■ SUPPLIED RECORDS ■
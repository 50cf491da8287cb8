pub mod inspect;
pub mod play;
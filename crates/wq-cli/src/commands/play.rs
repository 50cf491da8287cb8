use std::io::{self, BufRead, Write};
use std::path::PathBuf;

use colored::Colorize;
use tracing::info;

use wq_core::World;
use wq_fiction::persist::load_file;
use wq_fiction::{Command, GameSession, SessionConfig};

pub fn run(save: PathBuf, autosave: Option<PathBuf>, fresh: bool) -> Result<(), String> {
    let mut config = SessionConfig::default().with_save_path(save);
    config = match autosave {
        Some(path) => config.with_autosave_path(path),
        None => config.without_autosave(),
    };

    let world = if fresh { World::new() } else { resume(&config) };
    let mut session = GameSession::with_world(world, config);

    println!("  {} Wizard's Quest", "Welcome to".bold());
    println!("  Find the Gem of Eternity at the top of the tower.");
    println!("  Type 'help' for commands, 'quit' to exit.\n");

    let opening = session.execute(Command::Look);
    println!("{}\n", opening.text);
    if opening.is_ended() {
        return Ok(());
    }

    let stdin = io::stdin();
    let mut reader = stdin.lock();
    let mut line = String::new();

    loop {
        print!("> ");
        io::stdout().flush().map_err(|e| e.to_string())?;

        line.clear();
        match reader.read_line(&mut line) {
            Ok(0) => break, // EOF
            Err(e) => return Err(e.to_string()),
            _ => {}
        }

        let input = line.trim();
        if input.is_empty() {
            continue;
        }

        let response = session.process(input);
        for text in response.text.lines() {
            if text.starts_with("Warning:") {
                println!("{}", text.yellow());
            } else {
                println!("{text}");
            }
        }
        println!();

        if response.is_ended() {
            break;
        }
    }

    Ok(())
}

/// Pick up where the last session quit, if it left an autosave.
fn resume(config: &SessionConfig) -> World {
    let Some(path) = config.autosave().filter(|p| p.exists()) else {
        return World::new();
    };

    match load_file(path) {
        Ok(restored) => {
            info!(path = %path.display(), "resuming from autosave");
            println!("  {}", format!("Resuming from {}.", path.display()).dimmed());
            for warning in &restored.warnings {
                println!("  {}", format!("Warning: {warning}").yellow());
            }
            restored.world
        }
        Err(e) => {
            println!(
                "  {}",
                format!("Warning: could not resume from {} ({e}); starting a new game.", path.display())
                    .yellow()
            );
            World::new()
        }
    }
}
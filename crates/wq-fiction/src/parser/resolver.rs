//! Fuzzy "did you mean" suggestions for mistyped verbs.

use strsim::jaro_winkler;

use super::command::VERB_ALIASES;

/// Minimum similarity score for a verb suggestion (0.0-1.0).
const SUGGEST_THRESHOLD: f64 = 0.75;

/// Suggest the known verb alias closest to `input`, if any is close enough.
///
/// Ties go to the alias listed first in the verb table.
pub fn suggest_verb(input: &str) -> Option<&'static str> {
    let input_lower = input.to_lowercase();
    let mut best: Option<(&'static str, f64)> = None;

    for &(alias, _) in VERB_ALIASES {
        let score = jaro_winkler(&input_lower, alias);
        if score < SUGGEST_THRESHOLD {
            continue;
        }
        if best.is_none_or(|(_, top)| score > top) {
            best = Some((alias, score));
        }
    }

    best.map(|(alias, _)| alias)
}
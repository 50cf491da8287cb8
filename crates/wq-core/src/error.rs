/// Alias for `Result<T, WqError>`.
pub type WqResult<T> = Result<T, WqError>;

/// Errors that can occur when decoding or restoring a world.
///
/// Everything a player can do wrong in the game itself is narrated instead;
/// these are faults in the data handed to the engine.
#[derive(Debug, thiserror::Error)]
pub enum WqError {
    /// The snapshot text is not a well-formed snapshot document.
    #[error("snapshot decode error: {0}")]
    Decode(#[from] serde_json::Error),

    /// A room name does not match any room in the world.
    #[error("unknown room: \"{0}\"")]
    UnknownRoom(String),

    /// A direction key is not one of north, south, east, or west.
    #[error("unknown direction: \"{0}\"")]
    UnknownDirection(String),

    /// An item location is neither a room, the inventory, nor unplaced.
    #[error("invalid item location: \"{0}\"")]
    InvalidLocation(String),

    /// The snapshot parsed but contains values the world cannot hold.
    #[error("invalid snapshot: {0}")]
    InvalidSnapshot(String),
}
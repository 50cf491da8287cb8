/// Lines of text produced by one world operation.
///
/// An operation may also ask the caller to follow up with a full status
/// render (after moving, or when the vault opens).
#[derive(Debug, Clone, Default, PartialEq, Eq)]
pub struct Narration {
    lines: Vec<String>,
    show_status: bool,
}

impl Narration {
    /// Create an empty narration.
    pub fn new() -> Self {
        Self::default()
    }

    /// Create a narration holding a single line.
    pub fn line(text: impl Into<String>) -> Self {
        let mut narration = Self::new();
        narration.say(text);
        narration
    }

    /// Append a line.
    pub fn say(&mut self, text: impl Into<String>) {
        self.lines.push(text.into());
    }

    /// Ask the caller to render the full status after these lines.
    pub fn request_status(&mut self) {
        self.show_status = true;
    }

    /// Whether a status render was requested.
    pub fn wants_status(&self) -> bool {
        self.show_status
    }

    /// The narrated lines.
    pub fn lines(&self) -> &[String] {
        &self.lines
    }

    /// Whether any line contains the given text.
    pub fn contains(&self, needle: &str) -> bool {
        self.lines.iter().any(|line| line.contains(needle))
    }

    /// Consume the narration, returning its lines.
    pub fn into_lines(self) -> Vec<String> {
        self.lines
    }
}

■ WHAT YOU NEED TO DO ■
Write the data out again in full and exactly.

■ REPLY ■
repository 50cf491da8287cb8
pub mod inspect;
pub mod play;
filename crates/wq-cli/src/commands/play.rs
repository 50cf491da8287cb8
use std::io::{self, BufRead, Write};
use std::path::PathBuf;

use colored::Colorize;
use tracing::info;

use wq_core::World;
use wq_fiction::persist::load_file;
use wq_fiction::{Command, GameSession, SessionConfig};

pub fn run(save: PathBuf, autosave: Option<PathBuf>, fresh: bool) -> Result<(), String> {
    let mut config = SessionConfig::default().with_save_path(save);
    config = match autosave {
        Some(path) => config.with_autosave_path(path),
        None => config.without_autosave(),
    };

    let world = if fresh { World::new() } else { resume(&config) };
    let mut session = GameSession::with_world(world, config);

    println!("  {} Wizard's Quest", "Welcome to".bold());
    println!("  Find the Gem of Eternity at the top of the tower.");
    println!("  Type 'help' for commands, 'quit' to exit.\n");

    let opening = session.execute(Command::Look);
    println!("{}\n", opening.text);
    if opening.is_ended() {
        return Ok(());
    }

    let stdin = io::stdin();
    let mut reader = stdin.lock();
    let mut line = String::new();

    loop {
        print!("> ");
        io::stdout().flush().map_err(|e| e.to_string())?;

        line.clear();
        match reader.read_line(&mut line) {
            Ok(0) => break, // EOF
            Err(e) => return Err(e.to_string()),
            _ => {}
        }

        let input = line.trim();
        if input.is_empty() {
            continue;
        }

        let response = session.process(input);
        for text in response.text.lines() {
            if text.starts_with("Warning:") {
                println!("{}", text.yellow());
            } else {
                println!("{text}");
            }
        }
        println!();

        if response.is_ended() {
            break;
        }
    }

    Ok(())
}

/// Pick up where the last session quit, if it left an autosave.
fn resume(config: &SessionConfig) -> World {
    let Some(path) = config.autosave().filter(|p| p.exists()) else {
        return World::new();
    };

    match load_file(path) {
        Ok(restored) => {
            info!(path = %path.display(), "resuming from autosave");
            println!("  {}", format!("Resuming from {}.", path.display()).dimmed());
            for warning in &restored.warnings {
                println!("  {}", format!("Warning: {warning}").yellow());
            }
            restored.world
        }
        Err(e) => {
            println!(
                "  {}",
                format!("Warning: could not resume from {} ({e}); starting a new game.", path.display())
                    .yellow()
            );
            World::new()
        }
    }
}
filename crates/wq-fiction/src/parser/resolver.rs
//! Fuzzy "did you mean" suggestions for mistyped verbs.

use strsim::jaro_winkler;

use super::command::VERB_ALIASES;

/// Minimum similarity score for a verb suggestion (0.0-1.0).
const SUGGEST_THRESHOLD: f64 = 0.75;

/// Suggest the known verb alias closest to `input`, if any is close enough.
///
/// Ties go to the alias listed first in the verb table.
pub fn suggest_verb(input: &str) -> Option<&'static str> {
    let input_lower = input.to_lowercase();
    let mut best: Option<(&'static str, f64)> = None;

    for &(alias, _) in VERB_ALIASES {
        let score = jaro_winkler(&input_lower, alias);
        if score < SUGGEST_THRESHOLD {
            continue;
        }
        if best.is_none_or(|(_, top)| score > top) {
            best = Some((alias, score));
        }
    }

    best.map(|(alias, _)| alias)
}
repository 50cf491da8287cb8
filename crates/wq-core/src/error.rs
/// Alias for `Result<T, WqError>`.
pub type WqResult<T> = Result<T, WqError>;

/// Errors that can occur when decoding or restoring a world.
///
/// Everything a player can do wrong in the game itself is narrated instead;
/// these are faults in the data handed to the engine.
#[derive(Debug, thiserror::Error)]
pub enum WqError {
    /// The snapshot text is not a well-formed snapshot document.
    #[error("snapshot decode error: {0}")]
    Decode(#[from] serde_json::Error),

    /// A room name does not match any room in the world.
    #[error("unknown room: \"{0}\"")]
    UnknownRoom(String),

    /// A direction key is not one of north, south, east, or west.
    #[error("unknown direction: \"{0}\"")]
    UnknownDirection(String),

    /// An item location is neither a room, the inventory, nor unplaced.
    #[error("invalid item location: \"{0}\"")]
    InvalidLocation(String),

    /// The snapshot parsed but contains values the world cannot hold.
    #[error("invalid snapshot: {0}")]
    InvalidSnapshot(String),
}
repository 50cf491da8287cb8
/// Lines of text produced by one world operation.
///
/// An operation may also ask the caller to follow up with a full status
/// render (after moving, or when the vault opens).
#[derive(Debug, Clone, Default, PartialEq, Eq)]
pub struct Narration {
    lines: Vec<String>,
    show_status: bool,
}

impl Narration {
    /// Create an empty narration.
    pub fn new() -> Self {
        Self::default()
    }

    /// Create a narration holding a single line.
    pub fn line(text: impl Into<String>) -> Self {
        let mut narration = Self::new();
        narration.say(text);
        narration
    }

    /// Append a line.
    pub fn say(&mut self, text: impl Into<String>) {
        self.lines.push(text.into());
    }

    /// Ask the caller to render the full status after these lines.
    pub fn request_status(&mut self) {
        self.show_status = true;
    }

    /// Whether a status render was requested.
    pub fn wants_status(&self) -> bool {
        self.show_status
    }

    /// The narrated lines.
    pub fn lines(&self) -> &[String] {
        &self.lines
    }

    /// Whether any line contains the given text.
    pub fn contains(&self, needle: &str) -> bool {
        self.lines.iter().any(|line| line.contains(needle))
    }

    /// Consume the narration, returning its lines.
    pub fn into_lines(self) -> Vec<String> {
        self.lines
    }
}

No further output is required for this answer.